Jakarta, Semartara.News – Pimpinan dan anggota Komisi VIII DPR RI menghujani Menteri Agama Fachrul Razi dengan bermacam kritik terkait pernyataannya yang kontroversial soal penyusupan radikalisme melalui orang-orang good looking dan hafiz Al-Qur’an.
Kritik tersebut disampaikan dalam rapat kerja dengan Menteri Agama di Kompleks MPR/DPR, Senayan, Jakarta, Selasa (8/9/2020) kemarin, yang berlangsung sekitar tiga jam lebih.
Adalah Ketua Komisi VIII DPR RI, Yandri Susanto mengawali kritik dengan laporan sejumlah pihak yang tersinggung atas pernyataan Fachrul karena dianggap tak pantas diucapkan oleh seorang menteri agama.
Yandri mengaku, bahwa belakangan ini mendapatkan banyak laporan dari pengasuh pondok pesantren dan ulama yang memprotes ucapan Fachrul tersebut.
“Banyak sekali ulama yang hubungi kami, pondok pesantren yang mencetak Al-Qur’an termasuk Ponpes kami, termasuk keluarga saya banyak yang hafal Al-Qur’an. Saya tersinggung sekali, Pak,” kata Yandri, seperti yang dilansir CNN Indonesia.
Yandri menilai pernyataan tersebut seolah-olah menggambarkan bahwa orang-orang yang menguasai agama Islam dan hafal Al-Qur’an sebagai kelompok radikal. Padahal, para penghafal Al-Qur’an bukan radikal, tapi justru sedang mengamalkan ajaran agama.
“Saya sendiri sarankan anak-anak saya bisa Bahasa Arab dan hafal Al-Qur’an.
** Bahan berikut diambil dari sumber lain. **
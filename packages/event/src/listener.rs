use std::{
    fmt::Debug,
    hash::{Hash, Hasher},
    rc::Rc,
};

/// A callback that can be registered on an [`Event`](crate::Event).
///
/// Listeners are compared by identity, not by behavior. Cloning a listener gives you another handle to the
/// same listener, so `listen` followed by `unlisten` with a clone removes it. Two listeners built from identical
/// closures are still two different listeners.
///
/// ```rust
/// use dioxus_event::Listener;
///
/// let double = Listener::new(|n: &i32| n * 2);
/// assert_eq!(double.call(&21), 42);
/// assert_eq!(double, double.clone());
/// assert_ne!(double, Listener::new(|n: &i32| n * 2));
/// ```
pub struct Listener<T = (), R = ()> {
    callback: Rc<dyn Fn(&T) -> R>,
}

impl<T, R> Listener<T, R> {
    /// Wrap a closure in a new listener with its own identity.
    pub fn new(f: impl Fn(&T) -> R + 'static) -> Self {
        Self {
            callback: Rc::new(f),
        }
    }

    /// Run the listener with the given payload.
    pub fn call(&self, details: &T) -> R {
        (self.callback)(details)
    }

    /// Returns true if both handles point to the same listener.
    pub fn ptr_eq(&self, other: &Self) -> bool {
        self.addr() == other.addr()
    }

    /// The address of the callback allocation. Only the data pointer is used so two handles to the same closure
    /// always compare equal, even if their vtables were instantiated in different codegen units.
    pub(crate) fn addr(&self) -> *const () {
        Rc::as_ptr(&self.callback) as *const ()
    }
}

impl<T, R> Clone for Listener<T, R> {
    fn clone(&self) -> Self {
        Self {
            callback: self.callback.clone(),
        }
    }
}

impl<T, R> PartialEq for Listener<T, R> {
    fn eq(&self, other: &Self) -> bool {
        self.ptr_eq(other)
    }
}

impl<T, R> Eq for Listener<T, R> {}

impl<T, R> Hash for Listener<T, R> {
    fn hash<H: Hasher>(&self, state: &mut H) {
        self.addr().hash(state);
    }
}

impl<T, R> Debug for Listener<T, R> {
    fn fmt(&self, f: &mut std::fmt::Formatter<'_>) -> std::fmt::Result {
        f.write_fmt(format_args!("Listener({:?})", self.addr()))
    }
}

impl<T, R, F: Fn(&T) -> R + 'static> From<F> for Listener<T, R> {
    fn from(f: F) -> Self {
        Self::new(f)
    }
}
Kalau pemerintah menuduh radikal, enggak bisa, Pak,” kata Yandri.
Senada dengan Yandri, Wakil Ketua Komisi VIII DPR RI Ace Hasan Syadzily juga mengkritik Fachrul terkait hal tersebut. Ia mempertanyakan Fachrul tak melihat variabel lain seperti faktor media sosial yang sangat masif penetrasinya sehingga radikalisme menjadi berkembang di Indonesia.
“Kalau Bapak bilang ada penyusupan-penyusupan, kenapa enggak lihat variabel lain? Medsos misalnya penetrasinya bisa melalui itu,” kata Ace.
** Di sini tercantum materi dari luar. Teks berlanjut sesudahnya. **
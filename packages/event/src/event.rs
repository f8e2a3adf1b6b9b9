use crate::{EventError, Listener, Result, Subscription};
use rustc_hash::FxHashMap;
use std::{
    cell::RefCell,
    collections::BTreeMap,
    fmt::Debug,
    rc::{Rc, Weak},
};

/// Create a new event with no listeners.
///
/// This is the same as [`Event::new`], with the payload and result types usually inferred from the first
/// listener.
///
/// ```rust
/// use dioxus_event::create_event;
///
/// let saved = create_event::<String, usize>();
/// saved.listen_fn(|name: &String| name.len());
/// assert_eq!(saved.fire(&"notes.txt".to_string()), vec![9]);
/// ```
pub fn create_event<T, R>() -> Event<T, R> {
    Event::new()
}

/// A typed publish/subscribe channel.
///
/// Producers call [`Event::fire`] with a payload and every listener registered at that moment runs synchronously,
/// in the order it was first registered. The results are collected into a `Vec` in the same order.
///
/// `Event` is a cheap handle: cloning it shares the same set of listeners. It is not `Send`, the same way hook
/// state in a component is not.
///
/// ```rust
/// use dioxus_event::{Event, Listener};
///
/// let event = Event::<i32, i32>::new();
/// let add_one = Listener::new(|n: &i32| n + 1);
/// let square = Listener::new(|n: &i32| n * n);
///
/// event.listen(&add_one);
/// event.listen(&square);
/// assert_eq!(event.fire(&3), vec![4, 9]);
///
/// event.unlisten(&add_one);
/// assert_eq!(event.fire(&3), vec![9]);
/// ```
pub struct Event<T = (), R = ()> {
    inner: Rc<RefCell<Registry<T, R>>>,
}

/// The listeners of an event, kept in registration order.
struct Registry<T, R> {
    // Every registration gets a fresh sequence number, so a listener that is removed and added again moves to the
    // back of the order.
    ordered: BTreeMap<u64, Listener<T, R>>,
    by_addr: FxHashMap<*const (), u64>,
    next_seq: u64,
}

impl<T, R> Default for Registry<T, R> {
    fn default() -> Self {
        Self {
            ordered: BTreeMap::new(),
            by_addr: FxHashMap::default(),
            next_seq: 0,
        }
    }
}

impl<T, R> Registry<T, R> {
    fn insert(&mut self, listener: &Listener<T, R>) -> bool {
        let addr = listener.addr();
        if self.by_addr.contains_key(&addr) {
            return false;
        }

        let seq = self.next_seq;
        self.next_seq += 1;
        self.by_addr.insert(addr, seq);
        self.ordered.insert(seq, listener.clone());
        true
    }

    fn remove(&mut self, listener: &Listener<T, R>) -> Option<Listener<T, R>> {
        let seq = self.by_addr.remove(&listener.addr())?;
        self.ordered.remove(&seq)
    }

    fn snapshot(&self) -> Vec<Listener<T, R>> {
        self.ordered.values().cloned().collect()
    }
}

impl<T, R> Event<T, R> {
    /// Create a new event with no listeners.
    pub fn new() -> Self {
        Self {
            inner: Rc::new(RefCell::new(Registry::default())),
        }
    }

    /// Call every registered listener with `details` and collect what they return.
    ///
    /// The set of listeners is captured before the first one runs. A listener added during this call will not run
    /// until the next fire, and a listener removed during this call still runs this time. Listeners are free to
    /// fire, listen to, or unlisten from this event while they run.
    ///
    /// A panic in a listener unwinds out of `fire`. The remaining listeners are skipped for this call but stay
    /// registered.
    pub fn fire(&self, details: &T) -> Vec<R> {
        let listeners = self.inner.borrow().snapshot();
        tracing::trace!(listeners = listeners.len(), "firing event");
        listeners
            .iter()
            .map(|listener| listener.call(details))
            .collect()
    }

    /// Register a listener. Returns false if the listener was already registered, in which case it keeps its place
    /// in the order.
    pub fn listen(&self, listener: &Listener<T, R>) -> bool {
        let inserted = self.inner.borrow_mut().insert(listener);
        tracing::trace!(?listener, inserted, "listen");
        inserted
    }

    /// Remove a listener. Returns false if the listener was not registered.
    pub fn unlisten(&self, listener: &Listener<T, R>) -> bool {
        // Bind the removed listener so it is dropped after the borrow ends. Dropping a closure can run arbitrary
        // code, including code that touches this event.
        let removed = self.inner.borrow_mut().remove(listener);
        tracing::trace!(?listener, removed = removed.is_some(), "unlisten");
        removed.is_some()
    }

    /// Wrap `f` in a new [`Listener`], register it, and return the handle so it can be unlistened later.
    pub fn listen_fn(&self, f: impl Fn(&T) -> R + 'static) -> Listener<T, R> {
        let listener = Listener::new(f);
        self.listen(&listener);
        listener
    }

    /// Register `f` for as long as the returned [`Subscription`] is alive.
    ///
    /// ```rust
    /// use dioxus_event::Event;
    ///
    /// let event = Event::<(), &str>::new();
    /// {
    ///     let _sub = event.subscribe(|_| "hello");
    ///     assert_eq!(event.fire(&()), vec!["hello"]);
    /// }
    /// assert!(event.fire(&()).is_empty());
    /// ```
    #[must_use = "the listener is removed as soon as the subscription is dropped"]
    pub fn subscribe(&self, f: impl Fn(&T) -> R + 'static) -> Subscription<T, R> {
        let listener = self.listen_fn(f);
        Subscription::new(self.downgrade(), listener)
    }

    /// Returns true if the listener is currently registered.
    pub fn contains(&self, listener: &Listener<T, R>) -> bool {
        self.inner.borrow().by_addr.contains_key(&listener.addr())
    }

    /// The number of registered listeners.
    pub fn len(&self) -> usize {
        self.inner.borrow().ordered.len()
    }

    /// Returns true if no listeners are registered.
    pub fn is_empty(&self) -> bool {
        self.len() == 0
    }

    /// Remove every listener.
    pub fn clear(&self) {
        let removed = std::mem::take(&mut *self.inner.borrow_mut());
        tracing::trace!(removed = removed.ordered.len(), "clearing event");
        drop(removed);
    }

    /// Returns true if both handles share the same listeners.
    pub fn ptr_eq(&self, other: &Self) -> bool {
        Rc::ptr_eq(&self.inner, &other.inner)
    }

    /// Create a handle that does not keep the listeners alive.
    ///
    /// Capture a [`WeakEvent`] inside a listener instead of an `Event` to avoid a reference cycle through the
    /// event's own registry.
    pub fn downgrade(&self) -> WeakEvent<T, R> {
        WeakEvent {
            inner: Rc::downgrade(&self.inner),
        }
    }
}

impl<T, R> Default for Event<T, R> {
    fn default() -> Self {
        Self::new()
    }
}

impl<T, R> Clone for Event<T, R> {
    fn clone(&self) -> Self {
        Self {
            inner: self.inner.clone(),
        }
    }
}

impl<T, R> PartialEq for Event<T, R> {
    fn eq(&self, other: &Self) -> bool {
        self.ptr_eq(other)
    }
}

impl<T, R> Debug for Event<T, R> {
    fn fmt(&self, f: &mut std::fmt::Formatter<'_>) -> std::fmt::Result {
        let mut debug = f.debug_struct("Event");
        match self.inner.try_borrow() {
            Ok(registry) => debug.field("listeners", &registry.ordered.len()),
            Err(_) => debug.field("listeners", &"<borrowed>"),
        };
        debug.finish()
    }
}

/// A non-owning handle to an [`Event`]. Created with [`Event::downgrade`].
pub struct WeakEvent<T = (), R = ()> {
    inner: Weak<RefCell<Registry<T, R>>>,
}

impl<T, R> WeakEvent<T, R> {
    /// Get a strong handle back if the event is still alive.
    pub fn upgrade(&self) -> Option<Event<T, R>> {
        self.inner.upgrade().map(|inner| Event { inner })
    }

    /// Fire the event if it is still alive.
    ///
    /// ```rust
    /// use dioxus_event::{Event, EventError};
    ///
    /// let event = Event::<u8, u8>::new();
    /// let weak = event.downgrade();
    /// event.listen_fn(|n: &u8| n + 1);
    /// assert_eq!(weak.try_fire(&1), Ok(vec![2]));
    ///
    /// drop(event);
    /// assert_eq!(weak.try_fire(&1), Err(EventError::Dropped));
    /// ```
    pub fn try_fire(&self, details: &T) -> Result<Vec<R>> {
        let event = self.upgrade().ok_or(EventError::Dropped)?;
        Ok(event.fire(details))
    }

    /// Returns true if the event has been dropped.
    pub fn is_dropped(&self) -> bool {
        self.inner.strong_count() == 0
    }
}

impl<T, R> Clone for WeakEvent<T, R> {
    fn clone(&self) -> Self {
        Self {
            inner: self.inner.clone(),
        }
    }
}

impl<T, R> Debug for WeakEvent<T, R> {
    fn fmt(&self, f: &mut std::fmt::Formatter<'_>) -> std::fmt::Result {
        f.debug_struct("WeakEvent")
            .field("dropped", &self.is_dropped())
            .finish()
    }
}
Anggota Komisi VIII DPR Ali Taher Parasong bahkan meminta Fachrul berhenti mengeluarkan pernyataan terkait radikalisme yang berpotensi memunculkan kontroversi kembali di tengah-tengah masyarakat.
Ali pun sedih, Fachrul yang notabene beragama Islam, justru melontarkan pernyataan tentang penetrasi radikalisme melalui anak good looking dan hafiz Al-Qur’an.
“Sampai saya bertanya, Pak Menteri Agama Islam atau bukan? Saya mohon maaf perasaan suuzan terhadap seseorang tidak boleh sebenarnya, tapi perasaan tak enak,” kata Ali.
Melihat kontroversi itu, Ali bahkan menyindir Fachrul lebih cocok menjabat sebagai menteri pertahanan ketimbang menteri agama.
Menurut Ali, Fachrul belum mampu mengawal dan membimbing berjalannya pelbagai tugas dan fungsi Kemenag dengan baik selama menjabat sebagai Menteri Agama.
“Soal radikalisme Pak Menag gagal paham mengenai fungsi-fungsi agama dan fungsi pendidikan. Tanpa ingin mengecilkan Pak Menag, Bapak ini cocoknya jadi Menteri Pertahanan Keamanan atau jadi Menko Polhukam ketimbang Menag,” Pungkas Ali.